Called from two sites that are part of routine UX flows:
- `cli.ts:1868` — `anet node create` wizard (initial setup)
- `cli.ts:4486` — `anet channel add telegram <node> ...` (CLI re-add, frequently re-run when troubleshooting)

**Either path destroys user data on re-run.** Any user who has been gradually built up onto `allowFrom` over weeks is reset to a single id (or empty list) the next time the operator re-runs the wizard or `channel add`.

**Hard constraint to land first** (P1, blocker for the rest):
- `writeTelegramChannelConfig` MUST read the existing `access.json` if it exists and merge:
  - keep prior `dmPolicy` unless explicitly overridden
  - **`allowFrom`: union with the new id, never replace**
  - keep prior `groups` and `pending`
- `--bot-token` only writes `.env` when explicitly passed
- **Regression test** in CI: seed a fake access.json with 3 ids in `allowFrom` + 2 entries in `pending` + 1 entry in `groups`, run `anet channel add telegram <node> --bot-token X --allow Y`, assert the merged file still contains the original 3 + new Y in `allowFrom`, original `pending` and `groups` intact.

---

## Mode 1 — restart 后 poller 不起 / 通道没 re-attach

Three independent root causes; need targeted fixes (not one mega-rewrite).

### 1a. `anet channel add` after `anet node start` — poller never picks up new channel
- `agent-node/src/cli.ts:446` evaluates `TELEGRAM_CHANNELS` at **module top-level**. Adding a channel to `config.json` while agent-node is running has zero effect; `anet node resume` doesn't help (it wakes Claude, not agent-node).
- **Fix A2** *(low, deferred)*: agent-node watches `config.json` mtime → re-init `TELEGRAM_CHANNELS` and call `connectTelegram(newChannel)` for any new entry. Edge cases (token rotation, removal) make this fiddly; deferred behind A1.
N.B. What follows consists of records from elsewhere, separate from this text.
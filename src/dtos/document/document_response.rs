use serde::Serialize;

use crate::models::document_model::Document;

/// JSON shape of a document record; internal storage paths are not
/// exposed, only the public file URL.
#[derive(Debug, Clone, Serialize)]
#[serde(rename_all = "camelCase")]
pub struct DocumentResponse {
    pub id: String,
    pub name: String,
    pub fax_number: Option<String>,
    pub sender: Option<String>,
    pub recipient: Option<String>,
    pub status: Option<String>,
    pub fax_type: Option<String>,
    pub number_of_pages: Option<i32>,
    pub notes: Option<String>,
    pub file_url: Option<String>,
    pub file_size: Option<i64>,
    pub is_important: bool,
    pub commitment_date: Option<String>,
    pub upload_date: String,
    pub date_created: String,
}

impl DocumentResponse {
    pub fn filter_document(document: &Document) -> Self {
        DocumentResponse {
            id: document._id.to_string(),
            name: document.name.to_owned(),
            fax_number: document.fax_number.to_owned(),
            sender: document.sender.to_owned(),
            recipient: document.recipient.to_owned(),
            status: document.status.to_owned(),
            fax_type: document.fax_type.to_owned(),
            number_of_pages: document.number_of_pages,
            notes: document.notes.to_owned(),
            file_url: document.file_url.to_owned(),
            file_size: document.file_size,
            is_important: document.is_important,
            commitment_date: document
                .commitment_date
                .map(|d| d.format("%Y-%m-%d").to_string()),
            upload_date: document.upload_date.format("%d/%m/%Y %H:%M").to_string(),
            date_created: document.date_created.format("%d/%m/%Y %H:%M").to_string(),
        }
    }
}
### 1b. Bot token invalid → `process.exit(1)` (cli.ts:2303) kills the whole agent-node
- agent-node dies → tmux respawns it → same bad token → dies again → restart-storm.
- **Fix A3** *(low)*: replace `process.exit(1)` with `commhub_report_status({ status: "warn", note: "telegram bot token invalid (<channel-dir>)" })` + `return` from `connectTelegram`. agent-node stays alive, other channels keep working, the failing channel surfaces in `anet doctor`.
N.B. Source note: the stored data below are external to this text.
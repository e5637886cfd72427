use chrono::{DateTime, Datelike, Duration, Utc};
use futures_util::TryStreamExt;
use mongodb::{
    bson::{self, doc, oid::ObjectId, Bson, Regex},
    Client, Collection,
};
use serde::Serialize;

use crate::dtos::document::search_query::SearchQuery;
use crate::models::{document_model::Document, user_model::User};

const DATABASE_NAME: &str = "faxdms";

/// Store-side counters used by the dashboard headline.
#[derive(Debug, Clone, Copy, Default, Serialize)]
pub struct DocumentStatistics {
    pub total: u64,
    pub sent: u64,
    pub received: u64,
}

/// Typed wrapper over the MongoDB collections. Methods are thin
/// translations of repository queries into find/sort/count operations;
/// business rules live in the services above.
#[derive(Clone)]
pub struct Database {
    documents: Collection<Document>,
    users: Collection<User>,
}

impl Database {
    pub async fn init(db_url: &str) -> mongodb::error::Result<Self> {
        let client: Client = Client::with_uri_str(db_url).await?;
        let db = client.database(DATABASE_NAME);

        Ok(Database {
            documents: db.collection("documents"),
            users: db.collection("users"),
        })
    }

    pub async fn get_all(&self) -> mongodb::error::Result<Vec<Document>> {
        self.documents
            .find(doc! {})
            .sort(doc! { "date_created": -1 })
            .await?
            .try_collect()
            .await
    }

    pub async fn get_by_id(&self, id: ObjectId) -> mongodb::error::Result<Option<Document>> {
        self.documents.find_one(doc! { "_id": id }).await
    }

    pub async fn insert(&self, document: &Document) -> mongodb::error::Result<()> {
        self.documents.insert_one(document).await?;
        Ok(())
    }

    pub async fn replace(&self, document: &Document) -> mongodb::error::Result<()> {
        self.documents
            .replace_one(doc! { "_id": document._id }, document)
            .await?;
        Ok(())
    }

    pub async fn delete(&self, id: ObjectId) -> mongodb::error::Result<bool> {
        let result = self.documents.delete_one(doc! { "_id": id }).await?;
        Ok(result.deleted_count > 0)
    }

    pub async fn search(&self, query: &SearchQuery) -> mongodb::error::Result<Vec<Document>> {
        let filter = build_search_filter(query, Utc::now());
        self.documents
            .find(filter)
            .sort(doc! { "date_created": -1 })
            .await?
            .try_collect()
            .await
    }

    pub async fn statistics(&self) -> mongodb::error::Result<DocumentStatistics> {
        Ok(DocumentStatistics {
            total: self.documents.count_documents(doc! {}).await?,
            sent: self
                .documents
                .count_documents(doc! { "status": "sent" })
                .await?,
            received: self
                .documents
                .count_documents(doc! { "status": "received" })
                .await?,
        })
    }

    pub async fn get_user(&self, username: &str) -> mongodb::error::Result<Option<User>> {
        self.users.find_one(doc! { "username": username }).await
    }

    pub async fn create_user(
        &self,
        username: String,
        password_hash: String,
    ) -> mongodb::error::Result<()> {
        let user = User {
            _id: ObjectId::new(),
            username,
            password: password_hash,
            created_at: Utc::now(),
        };
        self.users.insert_one(&user).await?;
        Ok(())
    }
}

/// Fields covered by the `all` search scope.
const SEARCHABLE_FIELDS: [&str; 6] = [
    "name",
    "sender",
    "recipient",
    "fax_number",
    "fax_type",
    "notes",
];

/// Translates a search form into a MongoDB filter document. The term is a
/// case-insensitive substring match scoped to one field (or all of them);
/// status/type are equality filters; the date filter is a `$gte` bound on
/// the creation date.
pub(crate) fn build_search_filter(query: &SearchQuery, now: DateTime<Utc>) -> bson::Document {
    let mut filter = bson::Document::new();

    let term = query.search_term.trim();
    if !term.is_empty() {
        let field = match query.search_type.as_str() {
            "name" => Some("name"),
            "sender" => Some("sender"),
            "recipient" => Some("recipient"),
            "faxnumber" => Some("fax_number"),
            "faxtype" => Some("fax_type"),
            "notes" => Some("notes"),
            _ => None,
        };
        match field {
            Some(field) => {
                filter.insert(field, substring_regex(term));
            }
            None => {
                let any_field: Vec<Bson> = SEARCHABLE_FIELDS
                    .iter()
                    .map(|field| Bson::Document(doc! { *field: substring_regex(term) }))
                    .collect();
                filter.insert("$or", any_field);
            }
        }
    }

    if is_active_filter(&query.status) {
        filter.insert("status", query.status.clone());
    }
    if is_active_filter(&query.fax_type) {
        filter.insert("fax_type", query.fax_type.clone());
    }

    if let Some(window) = query.date_filter.as_deref() {
        if let Some(start) = date_window_start(window, now) {
            filter.insert(
                "date_created",
                doc! { "$gte": bson::DateTime::from_chrono(start) },
            );
        }
    }

    filter
}

/// The term is matched literally, so every regex metacharacter is
/// escaped before it reaches `$regex`.
fn substring_regex(term: &str) -> Regex {
    Regex {
        pattern: escape_regex(term),
        options: "i".to_string(),
    }
}

fn escape_regex(term: &str) -> String {
    let mut escaped = String::with_capacity(term.len());
    for c in term.chars() {
        if matches!(
            c,
            '\\' | '.' | '^' | '$' | '|' | '?' | '*' | '+' | '(' | ')' | '[' | ']' | '{' | '}'
        ) {
            escaped.push('\\');
        }
        escaped.push(c);
    }
    escaped
}

fn is_active_filter(value: &str) -> bool {
    !value.is_empty() && value != "all"
}

/// Lower bound of a relative date window, at the UTC start of day.
pub(crate) fn date_window_start(window: &str, now: DateTime<Utc>) -> Option<DateTime<Utc>> {
    let today = now.date_naive();
    let start = match window {
        "today" => today,
        "week" => today - Duration::days(7),
        "month" => today.with_day(1)?,
        "year" => today.with_ordinal(1)?,
        _ => return None,
    };
    Some(start.and_hms_opt(0, 0, 0)?.and_utc())
}

#[cfg(test)]
mod tests {
    use super::*;
    use chrono::TimeZone;

    fn query(term: &str, search_type: &str) -> SearchQuery {
        SearchQuery {
            search_term: term.to_string(),
            search_type: search_type.to_string(),
            ..SearchQuery::default()
        }
    }

    fn mid_august() -> DateTime<Utc> {
        Utc.with_ymd_and_hms(2025, 8, 15, 13, 30, 0).unwrap()
    }

    #[test]
    fn empty_query_builds_an_empty_filter() {
        let filter = build_search_filter(&SearchQuery::default(), mid_august());
        assert!(filter.is_empty());
    }

    #[test]
    fn scoped_term_targets_one_field() {
        let filter = build_search_filter(&query("مكتب", "sender"), mid_august());
        let expected = doc! {
            "sender": Regex { pattern: "مكتب".to_string(), options: "i".to_string() }
        };
        assert_eq!(filter, expected);
    }

    #[test]
    fn search_term_metacharacters_match_literally() {
        // "1.3" must not match fax number "123".
        let filter = build_search_filter(&query("1.3", "faxnumber"), mid_august());
        let expected = doc! {
            "fax_number": Regex { pattern: "1\\.3".to_string(), options: "i".to_string() }
        };
        assert_eq!(filter, expected);

        // An unbalanced paren stays a valid pattern instead of a server error.
        assert_eq!(escape_regex("secret("), "secret\\(");
        assert_eq!(escape_regex("a+b*c"), "a\\+b\\*c");
        assert_eq!(escape_regex("مكتب"), "مكتب");
    }

    #[test]
    fn all_scope_expands_to_or_over_every_field() {
        let filter = build_search_filter(&query("123", "all"), mid_august());
        let branches = filter.get_array("$or").unwrap();
        assert_eq!(branches.len(), SEARCHABLE_FIELDS.len());
    }

    #[test]
    fn status_and_type_filters_are_equality_matches() {
        let mut q = SearchQuery::default();
        q.status = "sent".to_string();
        q.fax_type = "officer_affairs".to_string();
        let filter = build_search_filter(&q, mid_august());
        assert_eq!(filter.get_str("status").unwrap(), "sent");
        assert_eq!(filter.get_str("fax_type").unwrap(), "officer_affairs");
    }

    #[test]
    fn all_status_means_no_filter() {
        let mut q = SearchQuery::default();
        q.status = "all".to_string();
        let filter = build_search_filter(&q, mid_august());
        assert!(!filter.contains_key("status"));
    }

    #[test]
    fn date_windows_resolve_to_start_of_day_bounds() {
        let now = mid_august();
        let start_of = |y, m, d| Utc.with_ymd_and_hms(y, m, d, 0, 0, 0).unwrap();

        assert_eq!(date_window_start("today", now), Some(start_of(2025, 8, 15)));
        assert_eq!(date_window_start("week", now), Some(start_of(2025, 8, 8)));
        assert_eq!(date_window_start("month", now), Some(start_of(2025, 8, 1)));
        assert_eq!(date_window_start("year", now), Some(start_of(2025, 1, 1)));
        assert_eq!(date_window_start("fortnight", now), None);
    }

    #[test]
    fn date_window_becomes_a_gte_bound() {
        let mut q = SearchQuery::default();
        q.date_filter = Some("month".to_string());
        let filter = build_search_filter(&q, mid_august());
        let bound = filter.get_document("date_created").unwrap();
        assert!(bound.contains_key("$gte"));
    }
}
### 1c. Poller silently dead inside the running process
- The outer `while (true)` catches `getUpdates` network errors (cli.ts:2357-2359), but a thrown exception from inside the queue drain (e.g. `telegramSend` failure causing unhandled promise rejection at line 2354) can leave `processing = false` with no caller — the loop continues but the queue never drains.
- **Fix A1** *(low, primary)*: agent-node maintains `<channel-dir>/health.json` with `{lastPoll, offset, msgsSinceBoot, lastError}`. A watchdog timer in agent-node checks every 30s: if `now - lastPoll > 90s` → log + re-invoke `connectTelegram(channel)` + bump a restart counter. Counter exposed in `anet channel status`.
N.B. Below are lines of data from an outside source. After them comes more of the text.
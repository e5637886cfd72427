mod config;
mod controllers;
mod dtos;
mod middleware;
mod models;
mod services;
mod utils;

use actix_cors::Cors;
use actix_files::Files;
use actix_session::{config::PersistentSession, storage::CookieSessionStore, SessionMiddleware};
use actix_web::{
    cookie::{time::Duration, Key},
    middleware::{from_fn, Logger},
    web::{self, Data},
    App, HttpServer,
};
use dotenv::dotenv;
use tracing::{info, warn};
use tracing_subscriber::EnvFilter;

use crate::config::Config;
use crate::controllers::{document_controller, login_controller, report_controller};
use crate::middleware::require_login;
use crate::services::{
    db::Database, document_service::DocumentService, report_service::ReportService,
};
use crate::utils::storage::FileStorage;

fn init_tracing() {
    let _ = tracing_log::LogTracer::init();
    let filter =
        EnvFilter::try_from_default_env().unwrap_or_else(|_| EnvFilter::new("info"));
    tracing_subscriber::fmt().with_env_filter(filter).init();
}

fn session_key(config: &Config) -> Key {
    match config.session_secret.as_deref() {
        // derive_from needs at least 32 bytes of input.
        Some(secret) if secret.len() >= 32 => Key::derive_from(secret.as_bytes()),
        Some(_) => {
            warn!("SESSION_SECRET is shorter than 32 bytes, using a generated key");
            Key::generate()
        }
        None => {
            warn!("SESSION_SECRET not set, sessions will not survive a restart");
            Key::generate()
        }
    }
}

#[actix_web::main]
async fn main() -> std::io::Result<()> {
    dotenv().ok();
    init_tracing();

    let config = Config::init();
    let db = Database::init(&config.database_url)
        .await
        .map_err(std::io::Error::other)?;
    let storage = FileStorage::new(config.storage_root.clone());
    let documents = DocumentService::new(db.clone(), storage.clone());
    let reports = ReportService::new(documents.clone());

    let key = session_key(&config);
    let session_ttl = Duration::minutes(config.session_ttl_minutes);
    let port = config.port;
    info!(port, "starting server");

    HttpServer::new(move || {
        App::new()
            .wrap(Logger::default())
            .wrap(Cors::permissive())
            .wrap(
                SessionMiddleware::builder(CookieSessionStore::default(), key.clone())
                    .cookie_http_only(true)
                    .cookie_secure(false)
                    .session_lifecycle(PersistentSession::default().session_ttl(session_ttl))
                    .build(),
            )
            .app_data(Data::new(db.clone()))
            .app_data(Data::new(documents.clone()))
            .app_data(Data::new(reports.clone()))
            .service(web::scope("/login").configure(login_controller::init))
            .service(
                web::scope("/documents")
                    .wrap(from_fn(require_login))
                    .configure(document_controller::init),
            )
            .service(
                web::scope("/reports")
                    .wrap(from_fn(require_login))
                    .configure(report_controller::init),
            )
            .service(Files::new("/uploads", storage.uploads_dir()))
    })
    .bind(("0.0.0.0", port))?
    .run()
    .await
}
**Sub-task scope estimate**: ~80 LOC across A1 + A3, mostly in agent-node. **A2 deferred** — watchdog covers the symptom, hot-reload is a nice-to-have.

---

## Mode 2 — 配对 UX (pairing + allowlist)

`access.json` was **designed** with `dmPolicy / pending / groups` (`agent-network/bin/cli.ts:1474-1479`), but `agent-node/src/cli.ts:2204-2208` only ever reads `allowFrom`. `dmPolicy` and `pending` are written once and never read — a half-implemented pairing UX. Result:

- `allowFrom.length === 0` → wide open (everyone accepted).
- `allowFrom.length > 0` → strict allowlist; non-allowed senders are **silently dropped**. The bot gives no signal, the operator never sees the attempt — exactly Vincent's "够不着" complaint.

### B1 — implement pending pairing *(medium, primary)*
Reject path in `telegramAllowed`:
- Write `pending[<userId>] = { firstSeen, lastMessage, label, attempts }` to access.json.
- Reply to the user: `"等待管理员批准"` + a copy of their own user id so they can show the operator.
- Log to commhub with status `waiting_pairing`.
- Throttle: at most one `等待批准` message per `<userId>` per 24 h.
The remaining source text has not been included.